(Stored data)
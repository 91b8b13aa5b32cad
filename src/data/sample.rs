//! Synthetic London-like listings over a grid of square areas.
//!
//! Areas are `grid × grid` squares in British National Grid metres. Each area
//! gets a latent effect made of a smooth central premium plus spatially
//! smoothed noise, and listing attributes act on log price with coefficients
//! that drift across the grid. The result exhibits positive spatial
//! autocorrelation and non-stationary effects, which is what the pipeline
//! is meant to find.

use geo::{MultiPolygon, Point, polygon};
use rand::prelude::*;
use rand::rngs::StdRng;
use rand_distr::{Exp, Normal};

use crate::domain::{AnalysisConfig, Area, Crs, Listing};
use crate::error::AppError;

/// Side length of one demo area, metres.
const CELL_SIZE: f64 = 1_500.0;
/// South-west corner of the demo grid (roughly central London).
const ORIGIN: (f64, f64) = (521_000.0, 172_000.0);
/// Share of listings left with a missing review score.
const MISSING_RATING_P: f64 = 0.08;

#[derive(Debug, Clone)]
pub struct SampleData {
    pub listings: Vec<Listing>,
    pub areas: Vec<Area>,
    /// CRS of both listings and areas.
    pub crs: Crs,
}

/// Generate the demo dataset for `config.demo_grid` / `config.demo_listings_per_area`.
pub fn generate_sample(config: &AnalysisConfig) -> Result<SampleData, AppError> {
    let side = config.demo_grid;
    if side < 3 {
        return Err(AppError::input("Demo grid must be at least 3×3."));
    }
    if config.demo_listings_per_area == 0 {
        return Err(AppError::input("Demo listings per area must be > 0."));
    }

    let mut rng = StdRng::seed_from_u64(config.seed);
    let std_normal = Normal::new(0.0, 1.0).map_err(|e| AppError::numeric(format!("Noise distribution error: {e}")))?;
    let price_noise =
        Normal::new(0.0, 0.25).map_err(|e| AppError::numeric(format!("Noise distribution error: {e}")))?;
    let reviews = Exp::<f64>::new(1.0 / 25.0).map_err(|e| AppError::numeric(format!("Review distribution error: {e}")))?;

    let areas = build_areas(side)?;
    let effects = area_effects(side, &mut rng, &std_normal);

    let mut listings = Vec::with_capacity(areas.len() * config.demo_listings_per_area);
    for (idx, area) in areas.iter().enumerate() {
        let (row, col) = (idx / side, idx % side);
        let u = col as f64 / (side - 1) as f64;
        let v = row as f64 / (side - 1) as f64;
        let central = centrality(u, v);

        // Coefficients drift across space.
        let b_accommodates = 0.06 + 0.10 * u;
        let b_bedrooms = 0.16 - 0.12 * v;
        let b_entire = 0.20 + 0.30 * central;

        let (x0, y0) = (ORIGIN.0 + col as f64 * CELL_SIZE, ORIGIN.1 + row as f64 * CELL_SIZE);
        // Denser listing counts near the centre.
        let count = ((config.demo_listings_per_area as f64) * (0.6 + 0.8 * central)).round().max(1.0) as usize;

        for n in 0..count {
            let entire = rng.gen_bool((0.35 + 0.45 * central).min(0.95));
            let accommodates: f64 = if entire {
                rng.gen_range(2..=8) as f64
            } else {
                rng.gen_range(1..=3) as f64
            };
            let bedrooms = ((accommodates / 2.0).ceil() - f64::from(rng.gen_bool(0.2) as u8)).max(1.0);
            let bathrooms = if bedrooms >= 3.0 && rng.gen_bool(0.6) { 2.0 } else { 1.0 };
            let beds = bedrooms + f64::from(rng.gen_bool(0.3) as u8);
            let number_of_reviews = reviews.sample(&mut rng).floor();
            let rating = if number_of_reviews == 0.0 || rng.gen_bool(MISSING_RATING_P) {
                None
            } else {
                Some((4.65 + 0.2 * std_normal.sample(&mut rng)).clamp(1.0, 5.0))
            };

            let ln_price = 3.7
                + b_accommodates * accommodates
                + b_bedrooms * bedrooms
                + 0.08 * (bathrooms - 1.0)
                + 0.25 * (rating.unwrap_or(4.65) - 4.65)
                - 0.002 * number_of_reviews
                + if entire { b_entire } else { 0.0 }
                + effects[idx]
                + price_noise.sample(&mut rng);
            let price = (ln_price.exp() * 100.0).round() / 100.0;

            let location = Point::new(
                x0 + rng.gen_range(0.02..0.98) * CELL_SIZE,
                y0 + rng.gen_range(0.02..0.98) * CELL_SIZE,
            );

            listings.push(Listing {
                id: format!("{}-{n:03}", area.id),
                price,
                accommodates: Some(accommodates),
                bedrooms: Some(bedrooms),
                bathrooms: Some(bathrooms),
                beds: Some(beds),
                review_scores_rating: rating,
                number_of_reviews: Some(number_of_reviews),
                room_type: Some(if entire { "Entire home/apt" } else { "Private room" }.to_string()),
                location,
            });
        }
    }

    Ok(SampleData {
        listings,
        areas,
        crs: Crs::Bng,
    })
}

fn build_areas(side: usize) -> Result<Vec<Area>, AppError> {
    let mut areas = Vec::with_capacity(side * side);
    for row in 0..side {
        for col in 0..side {
            let (x, y) = (ORIGIN.0 + col as f64 * CELL_SIZE, ORIGIN.1 + row as f64 * CELL_SIZE);
            let geometry = MultiPolygon::new(vec![polygon![
                (x: x, y: y),
                (x: x + CELL_SIZE, y: y),
                (x: x + CELL_SIZE, y: y + CELL_SIZE),
                (x: x, y: y + CELL_SIZE),
            ]]);
            let id = format!("E02{:06}", row * side + col + 1);
            let name = format!("Demo {}{}", (b'A' + (row % 26) as u8) as char, col + 1);
            let area = Area::from_geometry(id, Some(name), geometry)
                .ok_or_else(|| AppError::numeric("Failed to build demo area geometry."))?;
            areas.push(area);
        }
    }
    Ok(areas)
}

/// Central premium in `[0, 1]` peaking mid-grid.
fn centrality(u: f64, v: f64) -> f64 {
    (-((u - 0.55).powi(2) + (v - 0.5).powi(2)) / 0.08).exp()
}

/// Per-area latent effect: central premium plus twice-smoothed noise.
fn area_effects(side: usize, rng: &mut StdRng, normal: &Normal<f64>) -> Vec<f64> {
    let n = side * side;
    let mut noise: Vec<f64> = (0..n).map(|_| normal.sample(rng)).collect();
    for _ in 0..2 {
        let mut next = vec![0.0; n];
        for row in 0..side {
            for col in 0..side {
                let mut acc = 0.0;
                let mut cnt = 0.0;
                for dr in -1i64..=1 {
                    for dc in -1i64..=1 {
                        let (r, c) = (row as i64 + dr, col as i64 + dc);
                        if r >= 0 && c >= 0 && (r as usize) < side && (c as usize) < side {
                            acc += noise[r as usize * side + c as usize];
                            cnt += 1.0;
                        }
                    }
                }
                next[row * side + col] = acc / cnt;
            }
        }
        noise = next;
    }
    (0..n)
        .map(|i| {
            let u = (i % side) as f64 / (side - 1) as f64;
            let v = (i / side) as f64 / (side - 1) as f64;
            0.45 * centrality(u, v) + 0.35 * noise[i]
        })
        .collect()
}

#[cfg(test)]
mod tests {
    use super::*;

    fn config(grid: usize) -> AnalysisConfig {
        AnalysisConfig {
            demo_grid: grid,
            demo_listings_per_area: 10,
            ..AnalysisConfig::default()
        }
    }

    #[test]
    fn sample_is_deterministic_for_seed() {
        let a = generate_sample(&config(5)).unwrap();
        let b = generate_sample(&config(5)).unwrap();
        assert_eq!(a.listings.len(), b.listings.len());
        assert_eq!(a.listings[7].price, b.listings[7].price);
        assert_eq!(a.listings[7].location, b.listings[7].location);
    }

    #[test]
    fn listings_fall_inside_their_area() {
        use geo::Intersects;
        let data = generate_sample(&config(4)).unwrap();
        assert_eq!(data.areas.len(), 16);
        for l in &data.listings {
            let area_id = l.id.split('-').next().unwrap();
            let area = data.areas.iter().find(|a| a.id == area_id).unwrap();
            assert!(area.geometry.intersects(&l.location));
            assert!(l.price > 0.0);
        }
    }

    #[test]
    fn tiny_grid_is_rejected() {
        assert!(generate_sample(&config(2)).is_err());
    }
}
//! Spatial autocorrelation statistics.

pub mod moran;

pub use moran::*;
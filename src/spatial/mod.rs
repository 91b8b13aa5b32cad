//! Geometry side of the pipeline: reprojection, point-in-polygon join,
//! per-area aggregation and spatial weights.

pub mod aggregate;
pub mod crs;
pub mod join;
pub mod weights;

pub use aggregate::*;
pub use crs::*;
pub use join::*;
pub use weights::*;

use geo::{EuclideanDistance, HaversineDistance, Point};

/// Distance between two locations in metres (BNG) or great-circle metres (WGS84).
pub fn distance(a: Point<f64>, b: Point<f64>, geographic: bool) -> f64 {
    if geographic {
        a.haversine_distance(&b)
    } else {
        a.euclidean_distance(&b)
    }
}

/// Full pairwise distance matrix, row-major `n * n`.
pub fn distance_matrix(points: &[Point<f64>], geographic: bool) -> Vec<Vec<f64>> {
    let n = points.len();
    let mut out = vec![vec![0.0; n]; n];
    for i in 0..n {
        for j in (i + 1)..n {
            let d = distance(points[i], points[j], geographic);
            out[i][j] = d;
            out[j][i] = d;
        }
    }
    out
}

#[cfg(test)]
mod tests {
    use super::*;

    #[test]
    fn projected_distance_is_euclidean() {
        let d = distance(Point::new(0.0, 0.0), Point::new(3.0, 4.0), false);
        assert!((d - 5.0).abs() < 1e-12);
    }

    #[test]
    fn geographic_distance_is_metres() {
        // One degree of latitude is roughly 111 km.
        let d = distance(Point::new(0.0, 51.0), Point::new(0.0, 52.0), true);
        assert!((d - 111_195.0).abs() < 500.0, "got {d}");
    }
}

§ What you are asked to do:
Working through the records above, copy each line in which "autocorrelation" is found.

§ Expected output:
//! autocorrelation and non-stationary effects, which is what the pipeline
//! Spatial autocorrelation statistics.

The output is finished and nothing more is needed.